Professor Jon Davidson of the department of earth sciences at Durham University in England said the dispersal of the cloud is dependent on the weather. The cloud can be blown elsewhere, the ash could all fall to Earth, or the ash particles could spread and become diluted, no longer posing a threat to aircraft, he said.

Britain’s Meteorological Office said the wind was expected to blow form the north, which would bring further ash across parts of Britain. Small amounts of ash settled in northern Scotland and Norway, but officials said there was little risk to health.

“It’s not toxic or poisonous, it’s not radioactive . . . and shouldn’t pose any danger to general health,” Scottish first minister Alex Salmond told the BBC.

Officials at the World Health Organization in Geneva disagreed, saying Europeans should try to stay indoors if ash from Iceland’s volcano starts raining down from the sky.

WHO spokesman David Epstein says the agency doesn’t know the exact health risks from the ash cloud. However, he said the ash is potentially dangerous if it starts to “settle” on the earth because inhaling the particles can cause respiratory problems, especially for those suffering from asthma and respiratory diseases.

Iceland, a nation of 320,000 people, sits on a large volcanic hot spot in the Atlantic’s mid-oceanic ridge, and has a history of devastating eruptions.

Explosive volcanic eruptions inject large amounts of highly abrasive ash -- essentially very small rock fragments -- into the upper atmosphere, the cruising altitude of most jet airliners. It can cause significant damage to both airframes and engines.
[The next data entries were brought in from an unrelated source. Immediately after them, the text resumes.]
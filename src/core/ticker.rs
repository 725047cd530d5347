//! One-second tick source.
//!
//! The tracker only arms and disarms it; the host delivers ticks by calling
//! `TimeTracker::on_tick`. Arming always disarms first, so a ticker never
//! drives more than one tick stream.

use std::sync::Arc;
use std::sync::atomic::{AtomicBool, Ordering};
use std::sync::mpsc::Sender;
use std::thread::{self, JoinHandle};
use std::time::{Duration, Instant};

pub trait Ticker {
    fn arm(&mut self);
    fn disarm(&mut self);
    fn is_armed(&self) -> bool;
}

/// Events delivered to the host event loop.
#[derive(Debug, Clone, PartialEq, Eq)]
pub enum LoopEvent {
    /// A tick from the arm generation it carries.
    Tick(u64),
    /// One line of user input.
    Line(String),
    /// Input closed.
    Eof,
}

/// Armed/disarmed flag only; ticks are driven by hand.
#[derive(Debug, Default)]
pub struct ManualTicker {
    armed: bool,
    arm_count: usize,
}

impl ManualTicker {
    pub fn new() -> Self {
        Self::default()
    }

    /// How many times `arm` was called.
    pub fn arm_count(&self) -> usize {
        self.arm_count
    }
}

impl Ticker for ManualTicker {
    fn arm(&mut self) {
        self.disarm();
        self.armed = true;
        self.arm_count += 1;
    }

    fn disarm(&mut self) {
        self.armed = false;
    }

    fn is_armed(&self) -> bool {
        self.armed
    }
}

struct Worker {
    stop: Arc<AtomicBool>,
    handle: JoinHandle<()>,
}

/// Background thread posting `LoopEvent::Tick` every `interval`.
pub struct ThreadTicker {
    sender: Sender<LoopEvent>,
    interval: Duration,
    generation: u64,
    worker: Option<Worker>,
}

impl ThreadTicker {
    pub fn new(sender: Sender<LoopEvent>) -> Self {
        Self::with_interval(sender, Duration::from_secs(1))
    }

    pub fn with_interval(sender: Sender<LoopEvent>, interval: Duration) -> Self {
        Self {
            sender,
            interval,
            generation: 0,
            worker: None,
        }
    }

    /// True if a tick of `generation` comes from the currently armed worker.
    /// Ticks queued before a disarm are stale and must be dropped.
    pub fn accepts(&self, generation: u64) -> bool {
        self.worker.is_some() && generation == self.generation
    }
}

impl Ticker for ThreadTicker {
    fn arm(&mut self) {
        self.disarm();
        self.generation += 1;

        let stop = Arc::new(AtomicBool::new(false));
        let flag = Arc::clone(&stop);
        let sender = self.sender.clone();
        let interval = self.interval;
        let generation = self.generation;

        let handle = thread::spawn(move || {
            loop {
                let deadline = Instant::now() + interval;
                loop {
                    if flag.load(Ordering::SeqCst) {
                        return;
                    }
                    let now = Instant::now();
                    if now >= deadline {
                        break;
                    }
                    thread::park_timeout(deadline - now);
                }
                if sender.send(LoopEvent::Tick(generation)).is_err() {
                    return;
                }
            }
        });

        self.worker = Some(Worker { stop, handle });
    }

    fn disarm(&mut self) {
        if let Some(worker) = self.worker.take() {
            worker.stop.store(true, Ordering::SeqCst);
            worker.handle.thread().unpark();
            let _ = worker.handle.join();
        }
    }

    fn is_armed(&self) -> bool {
        self.worker.is_some()
    }
}

impl Drop for ThreadTicker {
    fn drop(&mut self) {
        self.disarm();
    }
}
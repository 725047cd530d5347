use crate::cli::commands::{log_op, open_log};
use crate::cli::parser::Commands;
use crate::config::Config;
use crate::errors::AppResult;
use crate::export::ExportLogic;

pub fn handle(cmd: &Commands, cfg: &Config) -> AppResult<()> {
    if let Commands::Export {
        format,
        file,
        force,
    } = cmd
    {
        let log = open_log(cfg)?;
        let rows = ExportLogic::export(&log, *format, file, *force)?;
        if rows > 0 {
            log_op(
                log.store(),
                "export",
                format.as_str(),
                &format!("{rows} blocks exported to {file}"),
            );
        }
    }
    Ok(())
}
use crate::cli::commands::{open_log, parse_block_type};
use crate::cli::parser::Commands;
use crate::config::Config;
use crate::errors::AppResult;
use crate::models::block_type::BlockType;
use crate::models::time_block::TimeBlock;
use crate::ui::messages::{header, info};
use crate::utils::colors::colorize_block;
use crate::utils::date::{day_key, parse_day_key};

/// Handle `today`, `day` and `last`.
pub fn handle(cmd: &Commands, cfg: &Config) -> AppResult<()> {
    let log = open_log(cfg)?;

    match cmd {
        Commands::Today { kind } => {
            let filter = kind.as_deref().map(parse_block_type).transpose()?;
            let key = log.today_key();
            print_blocks(&key, &log.get_today_events(filter)?);
        }
        Commands::Day { day, kind } => {
            // validates the key, and normalises zero padding
            let key = crate::utils::date::day_key_for_date(&parse_day_key(day)?);
            let filter = kind.as_deref().map(parse_block_type).transpose()?;
            let blocks: Vec<TimeBlock> = log
                .get_events_for_day(&key)?
                .into_iter()
                .filter(|b| filter.is_none_or(|k| b.kind == k))
                .collect();
            print_blocks(&key, &blocks);
        }
        Commands::Last { kinds } => {
            let kinds: Vec<BlockType> = kinds
                .iter()
                .map(|k| parse_block_type(k))
                .collect::<AppResult<_>>()?;
            let blocks = log.last_events_of_type(&kinds)?;
            match blocks.first() {
                Some(first) => print_blocks(&day_key(&first.start_time), &blocks),
                None => info("No matching blocks recorded."),
            }
        }
        _ => {}
    }

    Ok(())
}

fn print_blocks(key: &str, blocks: &[TimeBlock]) {
    if blocks.is_empty() {
        info(format!("No time blocks for {}", key));
        return;
    }

    header(format!("Time blocks for {}", key));
    for (i, b) in blocks.iter().enumerate() {
        println!(
            "{:>3}  {}  {}",
            i + 1,
            b.time_str(),
            colorize_block(b.kind.as_str())
        );
    }
}
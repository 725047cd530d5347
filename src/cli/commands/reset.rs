use crate::cli::commands::{log_op, open_tracker};
use crate::cli::parser::Commands;
use crate::config::Config;
use crate::errors::AppResult;
use crate::ui::messages::{info, success, warning};
use std::io::{self, Write};

pub fn handle(cmd: &Commands, cfg: &Config) -> AppResult<()> {
    if let Commands::Reset { force } = cmd {
        if !*force {
            warning("This deletes the session counter and every recorded day.");
            print!("Continue? [y/N]: ");
            io::stdout().flush().ok();

            let mut answer = String::new();
            io::stdin().read_line(&mut answer)?;
            let ans = answer.trim().to_ascii_lowercase();
            if ans != "y" && ans != "yes" {
                info("Reset cancelled.");
                return Ok(());
            }
        }

        let mut tracker = open_tracker(cfg)?;
        tracker.reset_all()?;
        log_op(tracker.log().store(), "reset", "all", "Counter and day log cleared");
        success("All recorded time blocks and the session counter were deleted.");
    }

    Ok(())
}
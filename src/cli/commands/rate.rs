use crate::cli::commands::{log_op, open_log};
use crate::cli::parser::Commands;
use crate::config::Config;
use crate::errors::{AppError, AppResult};
use crate::ui::messages::{info, success};
use crate::utils::formatting::format_amount;

pub fn handle(cmd: &Commands, cfg: &Config) -> AppResult<()> {
    if let Commands::Rate { set, clear } = cmd {
        let log = open_log(cfg)?;

        if let Some(rate) = set {
            if !rate.is_finite() || *rate < 0.0 {
                return Err(AppError::InvalidRate(rate.to_string()));
            }
            log.set_hourly_rate(Some(*rate))?;
            log_op(log.store(), "rate", "set", &format!("Hourly rate set to {rate}"));
            success(format!("Hourly rate set to {}", format_amount(*rate)));
            return Ok(());
        }

        if *clear {
            log.set_hourly_rate(None)?;
            log_op(log.store(), "rate", "clear", "Hourly rate cleared");
            success("Hourly rate cleared");
            return Ok(());
        }

        match log.hourly_rate()? {
            Some(rate) => info(format!("Hourly rate: {}", format_amount(rate))),
            None => info("No hourly rate set."),
        }
    }

    Ok(())
}
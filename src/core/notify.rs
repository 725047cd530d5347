//! Notification surface: plain messages plus warnings carrying one action.

/// Follow-up a warning can offer. Accepting it is reported back through
/// `TimeTracker::perform`.
#[derive(Debug, Clone, Copy, PartialEq, Eq)]
pub enum Action {
    StopBreak,
    TakeBreak,
}

impl Action {
    pub fn label(&self) -> &'static str {
        match self {
            Action::StopBreak => "Stop break",
            Action::TakeBreak => "Take a break",
        }
    }
}

pub trait Notifier {
    fn info(&mut self, msg: &str);
    fn warning(&mut self, msg: &str);
    fn warning_with_action(&mut self, msg: &str, action: Action);
}

#[derive(Debug, Clone, PartialEq, Eq)]
pub enum Notice {
    Info(String),
    Warning(String),
    Offer(String, Action),
}

/// Keeps every message; used by tests.
#[derive(Debug, Default)]
pub struct RecordingNotifier {
    pub notices: Vec<Notice>,
}

impl RecordingNotifier {
    pub fn new() -> Self {
        Self::default()
    }

    pub fn last(&self) -> Option<&Notice> {
        self.notices.last()
    }

    pub fn warnings(&self) -> Vec<&str> {
        self.notices
            .iter()
            .filter_map(|n| match n {
                Notice::Warning(m) | Notice::Offer(m, _) => Some(m.as_str()),
                Notice::Info(_) => None,
            })
            .collect()
    }

    pub fn offered_actions(&self) -> Vec<Action> {
        self.notices
            .iter()
            .filter_map(|n| match n {
                Notice::Offer(_, a) => Some(*a),
                _ => None,
            })
            .collect()
    }
}

impl Notifier for RecordingNotifier {
    fn info(&mut self, msg: &str) {
        self.notices.push(Notice::Info(msg.to_string()));
    }

    fn warning(&mut self, msg: &str) {
        self.notices.push(Notice::Warning(msg.to_string()));
    }

    fn warning_with_action(&mut self, msg: &str, action: Action) {
        self.notices.push(Notice::Offer(msg.to_string(), action));
    }
}
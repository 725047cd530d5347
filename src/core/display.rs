//! Status-line model.
//!
//! Pure functions from the session flags and the work-session counter to
//! the three widget outputs (text, tooltip, tone). Hosts only push the result
//! to whatever they draw on.

use crate::utils::format_duration;

#[derive(Debug, Clone, Copy, PartialEq, Eq)]
pub enum Icon {
    Paused,
    Break,
    Idle,
    Working,
}

impl Icon {
    pub fn glyph(&self) -> &'static str {
        match self {
            Icon::Paused => "⏸",
            Icon::Break => "☕",
            Icon::Idle => "⏹",
            Icon::Working => "▶",
        }
    }
}

#[derive(Debug, Clone, Copy, PartialEq, Eq, Default)]
pub enum Tone {
    #[default]
    Default,
    Muted,
    Alert,
}

#[derive(Debug, Clone, Copy, PartialEq, Eq, Default)]
pub struct StatusFlags {
    pub paused: bool,
    pub in_break: bool,
    pub session_active: bool,
    pub break_overrun: bool,
}

/// Duration templates (see `utils::formatting`).
#[derive(Debug, Clone, PartialEq, Eq)]
pub struct DurationFormats {
    pub long: String,
    pub short: String,
}

#[derive(Debug, Clone, PartialEq, Eq)]
pub struct StatusDisplay {
    pub icon: Icon,
    pub label: String,
    pub tooltip: String,
    pub tone: Tone,
}

impl StatusDisplay {
    /// Icon followed by the label, separated by two spaces.
    pub fn text(&self) -> String {
        format!("{}  {}", self.icon.glyph(), self.label)
    }
}

/// Icon priority: paused > break > no session > working.
pub fn icon_for(flags: &StatusFlags) -> Icon {
    if flags.paused {
        Icon::Paused
    } else if flags.in_break {
        Icon::Break
    } else if !flags.session_active {
        Icon::Idle
    } else {
        Icon::Working
    }
}

pub fn label_for(flags: &StatusFlags, seconds: u64, formats: &DurationFormats) -> String {
    if !flags.session_active {
        "Start work session!".to_string()
    } else if flags.in_break {
        "Taking a break".to_string()
    } else {
        format_duration(seconds, &formats.short)
    }
}

pub fn tooltip_for(flags: &StatusFlags, seconds: u64, formats: &DurationFormats) -> String {
    let worked = format_duration(seconds, &formats.long);
    if flags.paused {
        format!("You worked for {}", worked)
    } else {
        format!("You are working for {}", worked)
    }
}

pub fn tone_for(flags: &StatusFlags) -> Tone {
    if flags.paused || flags.in_break {
        Tone::Muted
    } else if flags.break_overrun {
        Tone::Alert
    } else {
        Tone::Default
    }
}

pub fn compute(flags: &StatusFlags, seconds: u64, formats: &DurationFormats) -> StatusDisplay {
    StatusDisplay {
        icon: icon_for(flags),
        label: label_for(flags, seconds, formats),
        tooltip: tooltip_for(flags, seconds, formats),
        tone: tone_for(flags),
    }
}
The U.S. Geological Survey said about 100 aircraft have run into volcanic ash from 1983 to 2000. In some cases engines shut down briefly after sucking in volcanic debris, but there have been no fatal incidents. Still, authorities are very wary, because ash cannot be detected by a plane’s normal weather radar.

In 1989, a KLM Royal Dutch Airlines Boeing 747 flew into an ash cloud from Alaska’s Redoubt volcano and lost all power, dropping from 25,000 feet to 12,000 feet before the crew could get the engines restarted. The plane landed safely.

In another incident in the 1980s, a British Airways 747 flew into a dust cloud and the grit sandblasted the windshield. The pilot had to stand and look out a side window to land safely.

henry.chu@latimes.com

The Associated Press contributed to this report.